In Private Letter Ruling 201737008, issued by the IRS on September 15, 2017, the Service gave retroactive tax effect to a court modification of the power of appointment held by the donor’s spouse over the donor’s trust. Based on the retroactive County Court modification in this ruling, the surviving spouse’s power of appointment over the trust was held to be a special power of appointment for tax purposes from the trust’s inception, thereby avoiding estate taxation on the trust assets in the taxable estate of the spouse at her later death.

Section 2041 of the Internal Revenue Code (“Code”) taxes a trust as part of a trust beneficiary’s estate if the beneficiary has a “general power of appointment” over the trust. A “general power of appointment” is one which can be exercised in favor of the beneficiary holding the power, the beneficiary’s estate, the beneficiary’s creditors or the creditors of the beneficiary’s estate.

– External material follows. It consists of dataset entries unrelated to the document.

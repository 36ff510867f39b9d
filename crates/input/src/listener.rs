//! Background key listener.
//!
//! The listener owns the raw source for its whole life: raw mode is acquired in
//! [`InputListener::start`] and restored when the thread exits, whether it was
//! stopped, the command channel closed, or polling failed.

use std::sync::atomic::{AtomicBool, Ordering};
use std::sync::Arc;
use std::thread::{self, JoinHandle};
use std::time::Duration;

use tokio::sync::mpsc::UnboundedSender;
use tracing::{debug, info, warn};

use crate::map::handle_key_event;
use crate::raw::{NullInput, RawInput};
use crate::types::{Command, INPUT_POLL_MS};

pub struct InputListener {
    stop: Arc<AtomicBool>,
    handle: Option<JoinHandle<()>>,
    degraded: bool,
}

impl InputListener {
    /// Acquire raw mode on `input` and start forwarding commands to `commands`.
    ///
    /// If raw mode is unavailable the listener falls back to [`NullInput`] and
    /// [`InputListener::degraded`] reports `true`.
    pub fn start<I>(input: I, commands: UnboundedSender<Command>) -> Self
    where
        I: RawInput + 'static,
    {
        Self::start_with_poll(input, commands, Duration::from_millis(INPUT_POLL_MS))
    }

    pub fn start_with_poll<I>(mut input: I, commands: UnboundedSender<Command>, poll: Duration) -> Self
    where
        I: RawInput + 'static,
    {
        let (source, degraded): (Box<dyn RawInput>, bool) = match input.enable() {
            Ok(()) => (Box::new(input) as Box<dyn RawInput>, false),
            Err(e) => {
                warn!(error = %e, "keyboard capture unavailable, running render-only");
                (Box::new(NullInput) as Box<dyn RawInput>, true)
            }
        };

        let stop = Arc::new(AtomicBool::new(false));
        let stop_flag = Arc::clone(&stop);
        let handle = thread::Builder::new()
            .name("input-listener".to_string())
            .spawn(move || listen(source, commands, stop_flag, poll))
            .ok();
        if handle.is_none() {
            warn!("failed to spawn input listener thread");
        }

        Self {
            stop,
            handle,
            degraded,
        }
    }

    pub fn degraded(&self) -> bool {
        self.degraded
    }

    pub fn is_finished(&self) -> bool {
        self.handle.as_ref().map_or(true, |h| h.is_finished())
    }

    /// Stop polling and wait for the thread to restore the terminal.
    ///
    /// Returns within roughly one poll interval.
    pub fn shutdown(mut self) {
        self.stop_and_join();
    }

    fn stop_and_join(&mut self) {
        self.stop.store(true, Ordering::Relaxed);
        if let Some(handle) = self.handle.take() {
            if handle.join().is_err() {
                warn!("input listener thread panicked");
            }
        }
    }
}

impl Drop for InputListener {
    fn drop(&mut self) {
        self.stop_and_join();
    }
}

/// Restores the source when the listener loop unwinds or returns.
struct RestoreGuard(Box<dyn RawInput>);

impl Drop for RestoreGuard {
    fn drop(&mut self) {
        if let Err(e) = self.0.restore() {
            warn!(error = %e, "failed to restore terminal mode");
        }
    }
}

fn listen(
    source: Box<dyn RawInput>,
    commands: UnboundedSender<Command>,
    stop: Arc<AtomicBool>,
    poll: Duration,
) {
    let mut guard = RestoreGuard(source);
    info!(poll_ms = poll.as_millis() as u64, "input listener started");

    while !stop.load(Ordering::Relaxed) {
        if commands.is_closed() {
            break;
        }

        let key = match guard.0.poll_key(poll) {
            Ok(Some(key)) => key,
            Ok(None) => continue,
            Err(e) => {
                warn!(error = %e, "keyboard poll failed, stopping input listener");
                break;
            }
        };

        let Some(command) = handle_key_event(key) else {
            continue;
        };
        debug!(command = command.as_str(), "key command");
        if commands.send(command).is_err() {
            break;
        }
        if command == Command::Quit {
            break;
        }
    }

    info!("input listener stopped");
}
//! Terminal input module (animation-facing).
//!
//! This module turns raw key presses into [`crate::types::Command`]s. It keeps
//! the terminal behind the three-operation [`RawInput`] contract (enable, poll,
//! restore) and runs an [`InputListener`] thread that forwards decoded
//! commands to the render loop over a channel.

pub mod error;
pub mod listener;
pub mod map;
pub mod raw;

pub use pattern_animator_types as types;

pub use error::InputError;
pub use listener::InputListener;
pub use map::{command_for_char, handle_key_event};
pub use raw::{restore_terminal_best_effort, CrosstermInput, NullInput, RawInput, ScriptedInput};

In this case, the grantor had created an irrevocable trust to benefit the grantor’s spouse and descendants. The donor’s spouse was given a testamentary power of appointment over the trust, which could be exercised in favor of such persons or charities and on such trusts, terms and conditions as the spouse appointed by her last Will. Both the grantor and his spouse were living at the time the IRS ruled on the trust modification. Inadvertently, the trust terms did not specifically limit the permissible scope of the power of appointment to persons other than the spouse, her estate, her creditors or the creditors of her estate. This limitation was in fact intended by the grantor and had been omitted by the drafting attorney in error. The County Court handling probate matters in the jurisdiction where the trust was established entered an order narrowing the scope of the power of appointment to a “special” power of appointment by the addition of the limiting language required by Code Section 2041. This new limiting language prohibited the appointment of the trust assets by the spouse in her Will to herself, her creditors, her estate or the creditors of her estate. This limitation was deemed necessary and proper by the County Court to correct the drafting lawyer’s error. The Court Order made this modification to conform the trust language to the grantor’s intent, retroactively to the date of creation of the trust. The IRS found that the County Court Order that had been entered was consistent with applicable state law that would be applied by the highest court of the state, a prerequisite for IRS recognition of the Order.

Interestingly, the IRS also concluded that the reformation of the trust was not itself the exercise or release of the general power of appointment by the donor’s spouse under Code Section 2514 so as to constitute a gift by the spouse for federal gift tax purposes.

While this IRS Private Letter Ruling may not be cited as precedent, it does indicate the direction of the IRS’ thinking on recognizing trust modifications properly made under state law. It also shows that the IRS is willing to grant such retroactive court modifications for tax purposes as well.